The course consists of two parts: a theoretical part which aims to address the main methods and problems related to the study of proteins, and a practical part of a computer laboratory which aims to provide the basis for the analysis of proteomic Big-Data.
From biochemistry to proteomics The course aims to provide the basis for understanding the main techniques applied for the study of proteins, including: one-dimensional polyacrylamide gel electrophoresis in native or denatured and denatured reduced and alkylated conditions, zymograms, different types of two-dimensional electrophoresis (i.e. titration curves, blue native electrophoresis, and high-resolution two-dimensional gel electrophoresis), western blots, different methods of proteins detection gels (coomassie, colloidal, silver nitrate and fluorescence staining), main chromatography techniques including methods that use magnetic nano beads, particularly suitable for robotic automation systems, mass spectrometry high resolution, direct and indirect ELISA, membrane and microscope slide protein arrays. Protein samples preparation The course aims to provide an overview of the main biochemical-physical methods to address and solve most of the problems in the preparation of protein samples such as most common biological fluids (serum, plasma, liquor and urine), cells, extracellular vesicles and tissues for the methods indicated above. Bioinformatics analysis Finally, the course aims to provide the basis for the analysis of big data obtained from protein microarray and/or mass spectrometry experiments. In particular, attention will be paid to: a) how to normalize data, b) the use of the most recent classification, prediction, and correlation algorithms between experimental features and biochemical-clinical data of samples such as weighted gene co-expression network analysis, machine learning and supervised /unsupervised cluster analysis, c) which statistical tests to use, d) how to choose the variables of interest, e) and the gene ontology enrichment analysis for the identification of biological processes and metabolic pathways perturbed in a case-control experiment.
Acquire the knowledge necessary for the study of proteins by applying the main technologies currently available in the bio-medical field. Understand the Big-Data analysis process and use it for the identification of diagnostic and prognostic biomarkers and biological processes associated with health/Disease.
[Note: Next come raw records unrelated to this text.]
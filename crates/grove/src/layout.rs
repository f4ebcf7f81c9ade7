//! Admissible planting-point enumeration.
//!
//! Purpose
//! - Sweep the boundary's bounding box at `spacing / scale` steps and keep
//!   the points inside the buffered boundary that are far enough from
//!   every boundary edge. Deterministic: identical inputs enumerate
//!   identical points in identical (row-major) order.
//!
//! Two tree counts exist on purpose: the enumerated count from
//! [`generate_grid`] is canonical for rendering and persisted metrics,
//! while [`estimate_tree_count`] is an instant-feedback approximation.

use crate::geom::{bounding_box, min_edge_distance, point_in_polygon, Point, Spacing};

/// Enumerate admissible planting points.
///
/// A grid point is admissible iff it lies inside `buffered` and its
/// distance to every edge of `boundary` is at least
/// `min_edge_distance_px` working units.
///
/// Grid positions are computed as `min + k·step` (not accumulated), so a
/// halved spacing enumerates a superset of the original grid exactly.
/// Degenerate inputs — fewer than 3 vertices on either polygon, or a
/// non-finite/non-positive step — yield an empty vector; input validation
/// proper lives in the planner layer.
pub fn generate_grid(
    boundary: &[Point],
    buffered: &[Point],
    spacing: Spacing,
    scale: f64,
    min_edge_distance_px: f64,
) -> Vec<Point> {
    if boundary.len() < 3 || buffered.len() < 3 {
        return Vec::new();
    }
    let step_x = spacing.horizontal / scale;
    let step_y = spacing.vertical / scale;
    if !(step_x.is_finite() && step_x > 0.0 && step_y.is_finite() && step_y > 0.0) {
        return Vec::new();
    }
    let Some((min, max)) = bounding_box(boundary) else {
        return Vec::new();
    };
    let steps_x = ((max.x - min.x) / step_x).floor() as usize;
    let steps_y = ((max.y - min.y) / step_y).floor() as usize;
    let mut out = Vec::new();
    for iy in 0..=steps_y {
        let y = min.y + iy as f64 * step_y;
        for ix in 0..=steps_x {
            let x = min.x + ix as f64 * step_x;
            let p = Point::new(x, y);
            if point_in_polygon(p, buffered)
                && min_edge_distance(p, boundary) >= min_edge_distance_px
            {
                out.push(p);
            }
        }
    }
    out
}

/// Analytic tree-count shortcut: `floor(plantable_area / cell_area)`.
///
/// Instant-feedback approximation only — it ignores grid alignment and the
/// edge-distance rule. The enumerated count from [`generate_grid`] is the
/// value to render and persist.
pub fn estimate_tree_count(plantable_area: f64, spacing: Spacing) -> usize {
    let cell = spacing.cell_area();
    if !(cell > 0.0 && cell.is_finite()) || !(plantable_area > 0.0 && plantable_area.is_finite()) {
        return 0;
    }
    (plantable_area / cell).floor() as usize
}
Basic notions of Biochemistry and Statistics.
Theoretical lectures (20 hours of instructional activities) will cover the topics outlined in the course syllabus, with an interactive approach and ample opportunities for in-class practical exercises. In case of emergencies, activities may be conducted online following University guidelines. Students with documented Specific Learning Disorders (SLD) or special educational needs are required to contact the course instructor(s) and the designated SLD representative within the Department before the start of classes to agree on appropriate teaching methods and ensure the achievement of learning objectives and outcomes.
One-dimensional polyacrylamide gel electrophoresis
One-dimensional electrophoresis under native or denaturing or denaturing and reducing conditions
Zymograms
Two-dimensional polyacrylamide gel electrophoresis
Titration curve
Blue Native polyacrylamide gel electrophoresis (BN-PAGE)
High-resolution two-dimensional electrophoresis (2D-PAGE)
Western Blot
The main techniques for visualizing proteins on polyacrylamide gels
Coomassie blue
Colloidal coomassie
Silver
Fluorescence
The main techniques of protein separation with chromatographic systems
Gel filtration
Affinity
Ion exchange
Reverse phase
Use of functionalized magnetic beads
High-resolution mass spectrometry
Results validation
Dot Blot
direct and indirect ELISAs
The main methods for preparing protein samples.
Blood
Urine
Cerebrospinal fluid
Extracellular vesicles
Cells
Tissue
Bioinformatics analysis of proteomics data
Data normalization
Main statistical tests and algorithms applicable for data quality control and discrimination between two or more groups of samples.
Generate a priority list of variables that maximize the discrimination between two or more samples.
Overview of machine learning for discrimination and prediction of samples
Overview of protein co-expression network analysis (WGCNA)
Enrichment analysis of gene ontology annotation terms to identify biological processes and biochemical pathways involved in a proteomic experiment.
How to visualize the results obtained from the statistical analysis.
Lecture notes on AulaWeb.
Ricevimento: On appointment , Prof. Maurizio Bruschi, IRCCS Istituto Giannina Gaslini. Laboratorio di Nefrologia Molecolare (Padiglione 12, fondi) Via Gerolamo Gaslini, 5 – 16147 Genova (GE) E-mail: maurizio.bruschi@unige.it
MAURIZIO BRUSCHI (President)
ELENA ZOCCHI
Consult the detailed timetable on AulaWeb.
The timetable for this course is available here: EasyAcademy
The exam will consist of a practical part of the analysis of proteomic data and a written test (multiple choice quiz) on the topics covered during the course carried out in person or on a digital platform.
The final grade will be averaged (weighted average) with the two parts of the exam.
The exam is passed with at least 18/30.
The exam will verify the achievement of the training objectives; in particular, the student's knowledge of the main techniques applied for the study of proteins and the ability to analyze the results obtained will be ascertained.